* [PROBLEM TO WORK ON]: All the entries below should be reproduced exactly.

* [INPUT DATA]:
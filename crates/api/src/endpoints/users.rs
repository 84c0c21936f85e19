//! User endpoints.

use axum::{
    extract::{Path, Query, State},
    routing::{get, post},
    Json, Router,
};
use arcana_common::AppResult;
use arcana_core::{ChangePasswordInput, UpdateUserInput};
use arcana_db::entities::user;
use serde::{Deserialize, Serialize};

use crate::{
    extractors::{AuthUser, MaybeAuthUser},
    middleware::AppState,
    response::{ok, ApiResponse},
};

use super::posts::PostResponse;

/// Public user profile.
#[derive(Debug, Serialize)]
#[serde(rename_all = "camelCase")]
pub struct UserResponse {
    pub id: String,
    pub full_name: String,
    pub nickname: Option<String>,
    pub country: Option<String>,
    pub rating: i32,
    pub avatar: Option<String>,
    pub is_premium: bool,
    pub created_at: String,
}

impl From<user::Model> for UserResponse {
    fn from(user: user::Model) -> Self {
        Self {
            id: user.id,
            full_name: user.full_name,
            nickname: user.nickname,
            country: user.country,
            rating: user.rating,
            avatar: user.avatar,
            is_premium: user.is_premium,
            created_at: user.created_at.to_rfc3339(),
        }
    }
}

/// A user's own account view.
#[derive(Debug, Serialize)]
#[serde(rename_all = "camelCase")]
pub struct AccountResponse {
    pub id: String,
    pub email: String,
    pub full_name: String,
    pub nickname: Option<String>,
    pub date_of_birth: Option<String>,
    pub country: Option<String>,
    pub language: Option<String>,
    pub rating: i32,
    pub avatar: Option<String>,
    pub is_premium: bool,
    pub premium_expires_at: Option<String>,
    pub notification_email: bool,
    pub notification_push: bool,
    pub notification_inherit: bool,
    pub is_admin: bool,
    pub email_verified: bool,
    pub created_at: String,
}

impl From<user::Model> for AccountResponse {
    fn from(user: user::Model) -> Self {
        Self {
            id: user.id,
            email: user.email,
            full_name: user.full_name,
            nickname: user.nickname,
            date_of_birth: user.date_of_birth.map(|d| d.to_string()),
            country: user.country,
            language: user.language,
            rating: user.rating,
            avatar: user.avatar,
            is_premium: user.is_premium,
            premium_expires_at: user.premium_expires_at.map(|t| t.to_rfc3339()),
            notification_email: user.notification_email,
            notification_push: user.notification_push,
            notification_inherit: user.notification_inherit,
            is_admin: user.is_admin,
            email_verified: user.email_verified,
            created_at: user.created_at.to_rfc3339(),
        }
    }
}

/// Top listing query.
#[derive(Debug, Deserialize)]
#[serde(rename_all = "camelCase")]
pub struct TopQuery {
    #[serde(default = "default_top_limit")]
    pub limit: u64,
}

const fn default_top_limit() -> u64 {
    10
}

/// Get own account.
async fn me(AuthUser(user): AuthUser) -> ApiResponse<AccountResponse> {
    ApiResponse::ok(user.into())
}

/// Update own profile.
async fn update_me(
    AuthUser(user): AuthUser,
    State(state): State<AppState>,
    Json(input): Json<UpdateUserInput>,
) -> AppResult<ApiResponse<AccountResponse>> {
    let updated = state.user_service.update(&user.id, input).await?;
    Ok(ApiResponse::ok(updated.into()))
}

/// Change own password.
async fn change_password(
    AuthUser(user): AuthUser,
    State(state): State<AppState>,
    Json(input): Json<ChangePasswordInput>,
) -> AppResult<impl axum::response::IntoResponse> {
    state.user_service.change_password(&user.id, input).await?;
    Ok(ok())
}

/// Users the caller is subscribed to.
async fn my_subscriptions(
    AuthUser(user): AuthUser,
    State(state): State<AppState>,
) -> AppResult<ApiResponse<Vec<UserResponse>>> {
    let users = state.favourite_service.subscriptions(&user.id).await?;
    Ok(ApiResponse::ok(users.into_iter().map(Into::into).collect()))
}

/// Users subscribed to the caller.
async fn my_subscribers(
    AuthUser(user): AuthUser,
    State(state): State<AppState>,
) -> AppResult<ApiResponse<Vec<UserResponse>>> {
    let users = state.favourite_service.subscribers(&user.id).await?;
    Ok(ApiResponse::ok(users.into_iter().map(Into::into).collect()))
}

/// Top authors by rating.
async fn top(
    State(state): State<AppState>,
    Query(query): Query<TopQuery>,
) -> AppResult<ApiResponse<Vec<UserResponse>>> {
    let users = state.user_service.top_authors(query.limit.min(100)).await?;
    Ok(ApiResponse::ok(users.into_iter().map(Into::into).collect()))
}

/// Get a user's public profile.
async fn show(
    State(state): State<AppState>,
    Path(id): Path<String>,
) -> AppResult<ApiResponse<UserResponse>> {
    let user = state.user_service.get(&id).await?;
    Ok(ApiResponse::ok(user.into()))
}

/// A user's posts. Drafts are visible only to the author.
async fn user_posts(
    MaybeAuthUser(viewer): MaybeAuthUser,
    State(state): State<AppState>,
    Path(id): Path<String>,
) -> AppResult<ApiResponse<Vec<PostResponse>>> {
    let posts = state.post_service.by_author(&id, viewer.as_ref()).await?;
    Ok(ApiResponse::ok(posts.into_iter().map(Into::into).collect()))
}

pub fn router() -> Router<AppState> {
    Router::new()
        .route("/me", get(me).patch(update_me))
        .route("/me/change-password", post(change_password))
        .route("/me/subscriptions", get(my_subscriptions))
        .route("/me/subscribers", get(my_subscribers))
        .route("/top", get(top))
        .route("/{id}", get(show))
        .route("/{id}/posts", get(user_posts))
}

* [ANSWER]:
filename crates/api/src/endpoints/users.rs
repository 84c0c21936f85e19
//! User endpoints.

use axum::{
    extract::{Path, Query, State},
    routing::{get, post},
    Json, Router,
};
use arcana_common::AppResult;
use arcana_core::{ChangePasswordInput, UpdateUserInput};
use arcana_db::entities::user;
use serde::{Deserialize, Serialize};

use crate::{
    extractors::{AuthUser, MaybeAuthUser},
    middleware::AppState,
    response::{ok, ApiResponse},
};

use super::posts::PostResponse;

/// Public user profile.
#[derive(Debug, Serialize)]
#[serde(rename_all = "camelCase")]
pub struct UserResponse {
    pub id: String,
    pub full_name: String,
    pub nickname: Option<String>,
    pub country: Option<String>,
    pub rating: i32,
    pub avatar: Option<String>,
    pub is_premium: bool,
    pub created_at: String,
}

impl From<user::Model> for UserResponse {
    fn from(user: user::Model) -> Self {
        Self {
            id: user.id,
            full_name: user.full_name,
            nickname: user.nickname,
            country: user.country,
            rating: user.rating,
            avatar: user.avatar,
            is_premium: user.is_premium,
            created_at: user.created_at.to_rfc3339(),
        }
    }
}

/// A user's own account view.
#[derive(Debug, Serialize)]
#[serde(rename_all = "camelCase")]
pub struct AccountResponse {
    pub id: String,
    pub email: String,
    pub full_name: String,
    pub nickname: Option<String>,
    pub date_of_birth: Option<String>,
    pub country: Option<String>,
    pub language: Option<String>,
    pub rating: i32,
    pub avatar: Option<String>,
    pub is_premium: bool,
    pub premium_expires_at: Option<String>,
    pub notification_email: bool,
    pub notification_push: bool,
    pub notification_inherit: bool,
    pub is_admin: bool,
    pub email_verified: bool,
    pub created_at: String,
}

impl From<user::Model> for AccountResponse {
    fn from(user: user::Model) -> Self {
        Self {
            id: user.id,
            email: user.email,
            full_name: user.full_name,
            nickname: user.nickname,
            date_of_birth: user.date_of_birth.map(|d| d.to_string()),
            country: user.country,
            language: user.language,
            rating: user.rating,
            avatar: user.avatar,
            is_premium: user.is_premium,
            premium_expires_at: user.premium_expires_at.map(|t| t.to_rfc3339()),
            notification_email: user.notification_email,
            notification_push: user.notification_push,
            notification_inherit: user.notification_inherit,
            is_admin: user.is_admin,
            email_verified: user.email_verified,
            created_at: user.created_at.to_rfc3339(),
        }
    }
}

/// Top listing query.
#[derive(Debug, Deserialize)]
#[serde(rename_all = "camelCase")]
pub struct TopQuery {
    #[serde(default = "default_top_limit")]
    pub limit: u64,
}

const fn default_top_limit() -> u64 {
    10
}

/// Get own account.
async fn me(AuthUser(user): AuthUser) -> ApiResponse<AccountResponse> {
    ApiResponse::ok(user.into())
}

/// Update own profile.
async fn update_me(
    AuthUser(user): AuthUser,
    State(state): State<AppState>,
    Json(input): Json<UpdateUserInput>,
) -> AppResult<ApiResponse<AccountResponse>> {
    let updated = state.user_service.update(&user.id, input).await?;
    Ok(ApiResponse::ok(updated.into()))
}

/// Change own password.
async fn change_password(
    AuthUser(user): AuthUser,
    State(state): State<AppState>,
    Json(input): Json<ChangePasswordInput>,
) -> AppResult<impl axum::response::IntoResponse> {
    state.user_service.change_password(&user.id, input).await?;
    Ok(ok())
}

/// Users the caller is subscribed to.
async fn my_subscriptions(
    AuthUser(user): AuthUser,
    State(state): State<AppState>,
) -> AppResult<ApiResponse<Vec<UserResponse>>> {
    let users = state.favourite_service.subscriptions(&user.id).await?;
    Ok(ApiResponse::ok(users.into_iter().map(Into::into).collect()))
}

/// Users subscribed to the caller.
async fn my_subscribers(
    AuthUser(user): AuthUser,
    State(state): State<AppState>,
) -> AppResult<ApiResponse<Vec<UserResponse>>> {
    let users = state.favourite_service.subscribers(&user.id).await?;
    Ok(ApiResponse::ok(users.into_iter().map(Into::into).collect()))
}

/// Top authors by rating.
async fn top(
    State(state): State<AppState>,
    Query(query): Query<TopQuery>,
) -> AppResult<ApiResponse<Vec<UserResponse>>> {
    let users = state.user_service.top_authors(query.limit.min(100)).await?;
    Ok(ApiResponse::ok(users.into_iter().map(Into::into).collect()))
}

/// Get a user's public profile.
async fn show(
    State(state): State<AppState>,
    Path(id): Path<String>,
) -> AppResult<ApiResponse<UserResponse>> {
    let user = state.user_service.get(&id).await?;
    Ok(ApiResponse::ok(user.into()))
}

/// A user's posts. Drafts are visible only to the author.
async fn user_posts(
    MaybeAuthUser(viewer): MaybeAuthUser,
    State(state): State<AppState>,
    Path(id): Path<String>,
) -> AppResult<ApiResponse<Vec<PostResponse>>> {
    let posts = state.post_service.by_author(&id, viewer.as_ref()).await?;
    Ok(ApiResponse::ok(posts.into_iter().map(Into::into).collect()))
}

pub fn router() -> Router<AppState> {
    Router::new()
        .route("/me", get(me).patch(update_me))
        .route("/me/change-password", post(change_password))
        .route("/me/subscriptions", get(my_subscriptions))
        .route("/me/subscribers", get(my_subscribers))
        .route("/top", get(top))
        .route("/{id}", get(show))
        .route("/{id}/posts", get(user_posts))
}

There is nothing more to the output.